Casey Holmes, the man behind the Lucidfoxx moniker, comes to the world of streaming a bit differently than the typical streamer. At 36 years old, he’s older than the average audience goer, which data suggests hovers around 21. He’s lived an entire life before donning the streaming mic and revving up his video camera, from 15 years in the service industry to opening a restaurant. He’s not your average streamer, and, in many ways, that has aided his success as he continues to evolve on the platform.   “I like being transparent about who I am, what my ideas are, and how I feel about the world,” he said in a phone interview with Lifewire. “My community probably sees me as a comedian, maybe not a good one, some of them might say, but a person that tries to bring some silliness to the harsher topics of the world every day.”

The Dawning of The Fox 

Born and raised around the Norfolk area of southern Virginia, Holmes inherited a different life than the one he’s since created for himself. His parents were divorced, and his dad worked hard as an electrician, barely scraping by. They didn’t have much, but gaming was the future, and his dad knew it.  “It was the one thing our dad would afford for us outside of his 80-hour workweek… He was making sure we had video games because he said he thought it was the future,” the Twitch star recalled. Ironically, his son would be one of those anchors to help usher in that cultural shift.
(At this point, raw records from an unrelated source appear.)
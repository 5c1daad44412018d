// ABOUTME: ProcessRunner backed by tokio::process on the local machine.
// ABOUTME: Children are killed on drop so an abandoned pipeline never leaks them.

use std::process::Stdio;

use async_trait::async_trait;
use tokio::io::AsyncRead;
use tokio::process::{Child, Command};
use tokio::sync::mpsc;

use super::command::{CommandSpec, OutputMode};
use super::error::ProcessError;
use super::lines::LossyLines;
use super::runner::{OutputStream, ProcessControl, ProcessHandle, ProcessOutput, ProcessRunner};

/// Runs commands as local OS processes.
#[derive(Debug, Clone, Copy, Default)]
pub struct LocalRunner;

impl LocalRunner {
    pub fn new() -> Self {
        Self
    }

    fn command(spec: &CommandSpec) -> Command {
        let mut cmd = Command::new(&spec.program);
        cmd.args(&spec.args).kill_on_drop(true);
        if let Some(dir) = &spec.cwd {
            cmd.current_dir(dir);
        }
        cmd
    }

    fn launch_error(spec: &CommandSpec, source: std::io::Error) -> ProcessError {
        ProcessError::Launch {
            program: spec.program.clone(),
            source,
        }
    }

    fn io_error(spec: &CommandSpec, source: std::io::Error) -> ProcessError {
        ProcessError::Io {
            program: spec.program.clone(),
            source,
        }
    }

    async fn run_unpiped(spec: &CommandSpec) -> Result<ProcessOutput, ProcessError> {
        let mut cmd = Self::command(spec);
        if spec.output == OutputMode::Inherit {
            cmd.stdin(Stdio::inherit())
                .stdout(Stdio::inherit())
                .stderr(Stdio::inherit());
        } else {
            cmd.stdin(Stdio::null())
                .stdout(Stdio::null())
                .stderr(Stdio::null());
        }

        let mut child = cmd.spawn().map_err(|e| Self::launch_error(spec, e))?;
        let status = child.wait().await.map_err(|e| Self::io_error(spec, e))?;

        Ok(ProcessOutput {
            exit_code: status.code(),
            ..Default::default()
        })
    }

    async fn run_piped(spec: &CommandSpec) -> Result<ProcessOutput, ProcessError> {
        let child = Self::command(spec)
            .stdin(Stdio::null())
            .stdout(Stdio::piped())
            .stderr(Stdio::piped())
            .spawn()
            .map_err(|e| Self::launch_error(spec, e))?;

        let output = child
            .wait_with_output()
            .await
            .map_err(|e| Self::io_error(spec, e))?;

        Ok(ProcessOutput {
            exit_code: output.status.code(),
            stdout: String::from_utf8_lossy(&output.stdout).to_string(),
            stderr: String::from_utf8_lossy(&output.stderr).to_string(),
        })
    }

    async fn run_merged(spec: &CommandSpec) -> Result<ProcessOutput, ProcessError> {
        let mut child = Self::command(spec)
            .stdin(Stdio::null())
            .stdout(Stdio::piped())
            .stderr(Stdio::piped())
            .spawn()
            .map_err(|e| Self::launch_error(spec, e))?;

        let (tx, mut rx) = mpsc::unbounded_channel();
        if let Some(stdout) = child.stdout.take() {
            tokio::spawn(forward_lines(stdout, tx.clone()));
        }
        if let Some(stderr) = child.stderr.take() {
            tokio::spawn(forward_lines(stderr, tx));
        } else {
            drop(tx);
        }

        let mut merged = String::new();
        while let Some(line) = rx.recv().await {
            merged.push_str(&line);
            merged.push('\n');
        }

        let status = child.wait().await.map_err(|e| Self::io_error(spec, e))?;

        Ok(ProcessOutput {
            exit_code: status.code(),
            stdout: merged,
            stderr: String::new(),
        })
    }
}

/// Send every line of `reader` into `tx` until EOF.
async fn forward_lines<R>(reader: R, tx: mpsc::UnboundedSender<String>)
where
    R: AsyncRead + Unpin,
{
    let mut lines = LossyLines::new(reader);
    while let Some(line) = lines.next_line().await {
        if tx.send(line).is_err() {
            break;
        }
    }
}

#[async_trait]
impl ProcessRunner for LocalRunner {
    async fn run(&self, spec: &CommandSpec) -> Result<ProcessOutput, ProcessError> {
        tracing::debug!(command = %spec, "running command");

        let output = match spec.output {
            OutputMode::Inherit | OutputMode::Null => Self::run_unpiped(spec).await?,
            OutputMode::Piped if spec.merge_streams => Self::run_merged(spec).await?,
            OutputMode::Piped => Self::run_piped(spec).await?,
        };

        tracing::debug!(command = %spec, exit_code = ?output.exit_code, "command finished");
        Ok(output)
    }

    fn spawn(&self, spec: &CommandSpec) -> Result<ProcessHandle, ProcessError> {
        tracing::debug!(command = %spec, "spawning process");

        let mut child = Self::command(spec)
            .stdin(Stdio::null())
            .stdout(Stdio::piped())
            .stderr(Stdio::piped())
            .spawn()
            .map_err(|e| Self::launch_error(spec, e))?;

        let stdout = child.stdout.take().map(|s| Box::new(s) as OutputStream);
        let stderr = child.stderr.take().map(|s| Box::new(s) as OutputStream);

        Ok(ProcessHandle {
            stdout,
            stderr,
            control: Box::new(ChildControl { child }),
        })
    }
}

/// ProcessControl over a tokio child.
struct ChildControl {
    child: Child,
}

#[async_trait]
impl ProcessControl for ChildControl {
    fn id(&self) -> Option<u32> {
        self.child.id()
    }

    async fn wait(&mut self) -> std::io::Result<Option<i32>> {
        let status = self.child.wait().await?;
        Ok(status.code())
    }

    fn kill(&mut self) -> std::io::Result<()> {
        // Already reaped children reject start_kill; that is still a terminated process.
        if let Ok(Some(_)) = self.child.try_wait() {
            return Ok(());
        }
        self.child.start_kill()
    }
}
Around 2016 he started his journey to become a Twitch streamer and found success by utilizing the skills he learned in the service industry. Using those captivating people skills, he was able to enrapture audiences and executives alike.  “When I was working as a bartender and server, I realized how people like to be talked to and how to compel people to come back and become regulars,” he said. “I’ve just translated a lot of those skills to what I do today.” He became a Twitch partner within seven months and soon after a Nintendo Ambassador as a top Mario streamer. Everything was seemingly going well, but once again, he found the joy he once had in gaming slowly waning. So, he pivoted. From a gaming streamer to a variety streamer, and once that well ran dry too, he shifted once more.  “As things started ramping up with the 2020 presidential election in 2019, I started looking at everything, I had already pivoted my content to general discussion, but I wanted to talk politics… By the end of 2019, I become a politics channel,” he said. 

Lucid Dreams

Few streamers have the opportunity to have a single life on the platform. Holmes has had three. Charming an audience for the better part of five years is no small task, and to watch them change and grow with you and your content is a phenomenon other streamers could only dream about.  Twitch, the once apolitical gaming space, had a shift in culture around 2019. The political sphere was revving up, and social responsibility became a hot topic reaching a fever pitch in 2020. Although his change in content predates the cultural shift on the platform, in some ways, Holmes took advantage of that switch, and it has paid off.  Now, the political side is one of the platform’s most enduring elements.   With the politically charged nature of his content, it’s easy to breed an audience of the browbeaten, but Holmes distills the seriousness through a crackling dry wit that filters the inevitable existential dread into a kind of latent hopefulness. And that, he says, is all he could ask for.  Make no illusions, however, he’s not an activist. One thing the quick-witted streamer was adamant about was distancing himself from the real work of those people on the ground.   “I’m an entertainer. I don’t want anyone to take me as anything more than that; I’m not trying to start a political movement. But I am trying to keep people informed and encourage them to go out and do more if they can,” he said. “That’s my end goal, so if…I’ve encouraged people to get involved in community organizing then that’s cool. I’ll feel like I’ve accomplished something.”